*** STUDY MATERIAL ***

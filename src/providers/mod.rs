pub mod cache;
pub mod openai;
pub mod traits;
pub mod utils;

#[cfg(test)]
pub mod mock;

pub use cache::CachedEmbeddings;
pub use openai::OpenAIProvider;
pub use traits::{CompletionProvider, EmbeddingProvider};
pub use utils::parse_json_reply;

*** End of STUDY MATERIAL ***

* [WHAT IS REQUIRED] Display each line of the data where "openai" occurs.

* [RESULT BELOW]
pub mod openai;
pub use openai::OpenAIProvider;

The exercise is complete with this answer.